Records:
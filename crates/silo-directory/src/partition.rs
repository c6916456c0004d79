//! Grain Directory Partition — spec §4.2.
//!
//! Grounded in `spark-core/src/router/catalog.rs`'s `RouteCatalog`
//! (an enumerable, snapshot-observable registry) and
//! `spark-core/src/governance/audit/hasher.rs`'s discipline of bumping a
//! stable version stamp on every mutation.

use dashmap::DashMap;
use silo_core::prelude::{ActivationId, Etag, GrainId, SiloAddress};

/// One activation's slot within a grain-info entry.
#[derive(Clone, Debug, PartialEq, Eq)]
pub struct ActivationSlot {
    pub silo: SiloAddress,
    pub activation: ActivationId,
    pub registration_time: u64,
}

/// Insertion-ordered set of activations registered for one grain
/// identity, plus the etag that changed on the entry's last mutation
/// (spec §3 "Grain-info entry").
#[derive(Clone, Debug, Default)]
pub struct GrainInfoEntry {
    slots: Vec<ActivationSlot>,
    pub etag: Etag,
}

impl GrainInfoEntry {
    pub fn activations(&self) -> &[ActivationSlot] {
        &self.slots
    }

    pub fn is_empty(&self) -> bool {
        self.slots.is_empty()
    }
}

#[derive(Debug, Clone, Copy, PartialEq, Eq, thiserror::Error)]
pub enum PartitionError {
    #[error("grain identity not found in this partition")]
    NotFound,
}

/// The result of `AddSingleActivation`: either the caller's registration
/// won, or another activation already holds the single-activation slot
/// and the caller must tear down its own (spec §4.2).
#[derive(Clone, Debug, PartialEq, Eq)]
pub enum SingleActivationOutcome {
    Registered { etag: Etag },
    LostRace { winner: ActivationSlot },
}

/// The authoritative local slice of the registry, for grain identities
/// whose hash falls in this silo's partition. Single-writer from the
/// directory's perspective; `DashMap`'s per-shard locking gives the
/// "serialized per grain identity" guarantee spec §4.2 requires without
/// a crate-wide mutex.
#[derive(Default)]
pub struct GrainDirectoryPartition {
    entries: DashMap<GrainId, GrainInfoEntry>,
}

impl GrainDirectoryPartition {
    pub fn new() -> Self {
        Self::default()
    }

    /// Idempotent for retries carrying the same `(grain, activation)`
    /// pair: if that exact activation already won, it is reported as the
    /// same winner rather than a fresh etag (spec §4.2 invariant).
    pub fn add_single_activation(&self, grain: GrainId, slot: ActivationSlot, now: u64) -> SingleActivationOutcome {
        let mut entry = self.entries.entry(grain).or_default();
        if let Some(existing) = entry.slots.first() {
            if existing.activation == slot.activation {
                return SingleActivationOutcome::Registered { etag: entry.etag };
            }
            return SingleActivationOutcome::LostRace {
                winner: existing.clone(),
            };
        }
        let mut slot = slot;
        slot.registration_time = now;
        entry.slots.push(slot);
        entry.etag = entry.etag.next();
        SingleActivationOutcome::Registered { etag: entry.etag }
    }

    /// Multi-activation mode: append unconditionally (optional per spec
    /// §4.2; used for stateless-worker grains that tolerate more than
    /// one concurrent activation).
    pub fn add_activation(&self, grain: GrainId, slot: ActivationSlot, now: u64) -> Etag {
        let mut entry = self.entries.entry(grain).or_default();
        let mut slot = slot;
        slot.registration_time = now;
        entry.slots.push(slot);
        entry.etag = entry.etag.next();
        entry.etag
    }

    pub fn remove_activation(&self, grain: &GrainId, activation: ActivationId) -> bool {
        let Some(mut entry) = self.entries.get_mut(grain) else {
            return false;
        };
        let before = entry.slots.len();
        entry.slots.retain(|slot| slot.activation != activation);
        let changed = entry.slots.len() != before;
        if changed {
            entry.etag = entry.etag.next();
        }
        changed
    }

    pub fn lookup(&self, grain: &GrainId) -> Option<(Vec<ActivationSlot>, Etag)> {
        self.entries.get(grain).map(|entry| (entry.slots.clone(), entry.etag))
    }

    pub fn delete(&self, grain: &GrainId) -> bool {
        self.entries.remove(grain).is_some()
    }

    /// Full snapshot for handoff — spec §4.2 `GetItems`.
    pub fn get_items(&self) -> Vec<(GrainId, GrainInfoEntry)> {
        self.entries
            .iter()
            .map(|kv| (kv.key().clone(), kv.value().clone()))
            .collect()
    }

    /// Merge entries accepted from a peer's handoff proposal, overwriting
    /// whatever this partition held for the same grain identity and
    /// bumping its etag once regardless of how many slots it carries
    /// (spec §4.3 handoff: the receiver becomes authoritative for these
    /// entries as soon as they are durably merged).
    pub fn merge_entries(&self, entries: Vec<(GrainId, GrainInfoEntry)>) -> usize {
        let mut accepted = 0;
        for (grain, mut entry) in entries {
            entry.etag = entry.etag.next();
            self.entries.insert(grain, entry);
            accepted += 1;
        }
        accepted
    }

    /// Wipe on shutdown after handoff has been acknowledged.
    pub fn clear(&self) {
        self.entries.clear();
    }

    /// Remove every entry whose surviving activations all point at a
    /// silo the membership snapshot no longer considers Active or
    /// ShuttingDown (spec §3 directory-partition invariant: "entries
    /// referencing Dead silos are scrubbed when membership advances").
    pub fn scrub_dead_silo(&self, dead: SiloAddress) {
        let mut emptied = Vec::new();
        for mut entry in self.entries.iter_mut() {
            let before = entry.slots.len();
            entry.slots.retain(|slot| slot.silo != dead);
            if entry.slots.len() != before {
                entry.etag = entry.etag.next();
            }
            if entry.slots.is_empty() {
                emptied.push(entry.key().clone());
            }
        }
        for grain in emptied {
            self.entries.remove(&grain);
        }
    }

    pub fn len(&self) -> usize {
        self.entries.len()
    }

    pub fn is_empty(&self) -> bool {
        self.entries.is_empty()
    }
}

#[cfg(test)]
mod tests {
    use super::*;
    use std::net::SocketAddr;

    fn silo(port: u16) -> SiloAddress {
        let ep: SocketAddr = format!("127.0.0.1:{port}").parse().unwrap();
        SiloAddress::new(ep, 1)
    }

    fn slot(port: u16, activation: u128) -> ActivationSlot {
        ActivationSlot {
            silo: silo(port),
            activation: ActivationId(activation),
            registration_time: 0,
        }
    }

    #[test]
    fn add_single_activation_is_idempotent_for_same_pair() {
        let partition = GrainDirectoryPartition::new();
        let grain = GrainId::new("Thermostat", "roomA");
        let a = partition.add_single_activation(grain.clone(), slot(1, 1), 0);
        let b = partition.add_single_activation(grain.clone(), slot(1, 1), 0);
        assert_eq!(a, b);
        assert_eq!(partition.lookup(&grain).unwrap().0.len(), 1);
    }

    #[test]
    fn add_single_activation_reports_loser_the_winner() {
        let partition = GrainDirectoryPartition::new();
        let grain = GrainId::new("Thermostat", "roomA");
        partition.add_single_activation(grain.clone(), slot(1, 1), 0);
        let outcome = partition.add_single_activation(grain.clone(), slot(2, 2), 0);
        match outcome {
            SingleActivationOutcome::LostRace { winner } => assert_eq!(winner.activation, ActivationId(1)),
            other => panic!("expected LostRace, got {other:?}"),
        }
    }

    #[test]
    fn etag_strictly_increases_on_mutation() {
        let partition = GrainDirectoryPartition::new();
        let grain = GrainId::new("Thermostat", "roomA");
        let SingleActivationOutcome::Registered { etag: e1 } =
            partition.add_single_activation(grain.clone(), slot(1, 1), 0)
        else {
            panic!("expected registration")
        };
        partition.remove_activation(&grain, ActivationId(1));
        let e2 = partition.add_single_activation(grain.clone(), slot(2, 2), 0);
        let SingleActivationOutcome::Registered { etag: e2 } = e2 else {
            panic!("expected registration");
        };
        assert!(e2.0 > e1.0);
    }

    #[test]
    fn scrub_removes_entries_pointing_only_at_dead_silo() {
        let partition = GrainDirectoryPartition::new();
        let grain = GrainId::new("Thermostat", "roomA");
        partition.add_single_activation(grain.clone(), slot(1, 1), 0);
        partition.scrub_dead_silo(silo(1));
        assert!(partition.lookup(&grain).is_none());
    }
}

To do:
Using the material above, work out how many lines contain the string "already". Give the number only.

Task result:
2